=== Begin Enclosure ===
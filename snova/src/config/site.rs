//! Per-site config properties

use serde_json::{json, Value};
use tracing::info;

use crate::config::store::{config_map, ConfigMap, ConfigStore, Scope};
use crate::context::BenchContext;
use crate::errors::SnovaError;
use crate::storage::layout::BenchLayout;
use crate::update::steps::BenchSteps;

/// Sites of an installation: directories under `sites/` holding a site config
pub async fn list_sites(layout: &BenchLayout) -> Result<Vec<String>, SnovaError> {
    let sites_dir = layout.sites_dir();
    if !sites_dir.exists().await {
        return Ok(Vec::new());
    }

    let mut sites = Vec::new();
    for dir in sites_dir.list_dirs().await? {
        let Some(name) = dir.file_name().map(|n| n.to_string_lossy().into_owned()) else {
            continue;
        };
        if layout.site_config_file(&name).exists().await {
            sites.push(name);
        }
    }
    Ok(sites)
}

/// Update a property the reverse-proxy config is generated from.
///
/// Fails with [`SnovaError::NoSuchSite`] before writing anything when the
/// site does not exist. Regenerates the reverse-proxy config afterwards when
/// `gen_config` is set.
pub async fn set_nginx_property(
    ctx: &BenchContext,
    steps: &dyn BenchSteps,
    site: &str,
    partial: ConfigMap,
    gen_config: bool,
) -> Result<(), SnovaError> {
    if !steps.list_sites().await?.iter().any(|s| s == site) {
        return Err(SnovaError::NoSuchSite(site.to_string()));
    }

    ctx.config().update(&Scope::site(site), partial).await?;

    if gen_config {
        info!("Regenerating reverse-proxy config");
        steps.regenerate_reverse_proxy_config().await?;
    }
    Ok(())
}

pub async fn set_nginx_port(
    ctx: &BenchContext,
    steps: &dyn BenchSteps,
    site: &str,
    port: u16,
    gen_config: bool,
) -> Result<(), SnovaError> {
    set_nginx_property(ctx, steps, site, config_map(json!({ "nginx_port": port })), gen_config).await
}

pub async fn set_ssl_certificate(
    ctx: &BenchContext,
    steps: &dyn BenchSteps,
    site: &str,
    ssl_certificate: &str,
    gen_config: bool,
) -> Result<(), SnovaError> {
    set_nginx_property(
        ctx,
        steps,
        site,
        config_map(json!({ "ssl_certificate": ssl_certificate })),
        gen_config,
    )
    .await
}

pub async fn set_ssl_certificate_key(
    ctx: &BenchContext,
    steps: &dyn BenchSteps,
    site: &str,
    ssl_certificate_key: &str,
    gen_config: bool,
) -> Result<(), SnovaError> {
    set_nginx_property(
        ctx,
        steps,
        site,
        config_map(json!({ "ssl_certificate_key": ssl_certificate_key })),
        gen_config,
    )
    .await
}

/// Set the URL root a site is served under. Does not touch the reverse proxy.
pub async fn set_url_root(store: &ConfigStore, site: &str, url_root: &str) -> Result<(), SnovaError> {
    let mut partial = ConfigMap::new();
    partial.insert("host_name".to_string(), Value::String(url_root.to_string()));
    store.update(&Scope::site(site), partial).await?;
    Ok(())
}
=== End Enclosure ===
Work request: Every record must be transcribed precisely, down to the last character.

Reply:
filename snova/src/config/site.rs
//! Per-site config properties

use serde_json::{json, Value};
use tracing::info;

use crate::config::store::{config_map, ConfigMap, ConfigStore, Scope};
use crate::context::BenchContext;
use crate::errors::SnovaError;
use crate::storage::layout::BenchLayout;
use crate::update::steps::BenchSteps;

/// Sites of an installation: directories under `sites/` holding a site config
pub async fn list_sites(layout: &BenchLayout) -> Result<Vec<String>, SnovaError> {
    let sites_dir = layout.sites_dir();
    if !sites_dir.exists().await {
        return Ok(Vec::new());
    }

    let mut sites = Vec::new();
    for dir in sites_dir.list_dirs().await? {
        let Some(name) = dir.file_name().map(|n| n.to_string_lossy().into_owned()) else {
            continue;
        };
        if layout.site_config_file(&name).exists().await {
            sites.push(name);
        }
    }
    Ok(sites)
}

/// Update a property the reverse-proxy config is generated from.
///
/// Fails with [`SnovaError::NoSuchSite`] before writing anything when the
/// site does not exist. Regenerates the reverse-proxy config afterwards when
/// `gen_config` is set.
pub async fn set_nginx_property(
    ctx: &BenchContext,
    steps: &dyn BenchSteps,
    site: &str,
    partial: ConfigMap,
    gen_config: bool,
) -> Result<(), SnovaError> {
    if !steps.list_sites().await?.iter().any(|s| s == site) {
        return Err(SnovaError::NoSuchSite(site.to_string()));
    }

    ctx.config().update(&Scope::site(site), partial).await?;

    if gen_config {
        info!("Regenerating reverse-proxy config");
        steps.regenerate_reverse_proxy_config().await?;
    }
    Ok(())
}

pub async fn set_nginx_port(
    ctx: &BenchContext,
    steps: &dyn BenchSteps,
    site: &str,
    port: u16,
    gen_config: bool,
) -> Result<(), SnovaError> {
    set_nginx_property(ctx, steps, site, config_map(json!({ "nginx_port": port })), gen_config).await
}

pub async fn set_ssl_certificate(
    ctx: &BenchContext,
    steps: &dyn BenchSteps,
    site: &str,
    ssl_certificate: &str,
    gen_config: bool,
) -> Result<(), SnovaError> {
    set_nginx_property(
        ctx,
        steps,
        site,
        config_map(json!({ "ssl_certificate": ssl_certificate })),
        gen_config,
    )
    .await
}

pub async fn set_ssl_certificate_key(
    ctx: &BenchContext,
    steps: &dyn BenchSteps,
    site: &str,
    ssl_certificate_key: &str,
    gen_config: bool,
) -> Result<(), SnovaError> {
    set_nginx_property(
        ctx,
        steps,
        site,
        config_map(json!({ "ssl_certificate_key": ssl_certificate_key })),
        gen_config,
    )
    .await
}

/// Set the URL root a site is served under. Does not touch the reverse proxy.
pub async fn set_url_root(store: &ConfigStore, site: &str, url_root: &str) -> Result<(), SnovaError> {
    let mut partial = ConfigMap::new();
    partial.insert("host_name".to_string(), Value::String(url_root.to_string()));
    store.update(&Scope::site(site), partial).await?;
    Ok(())
}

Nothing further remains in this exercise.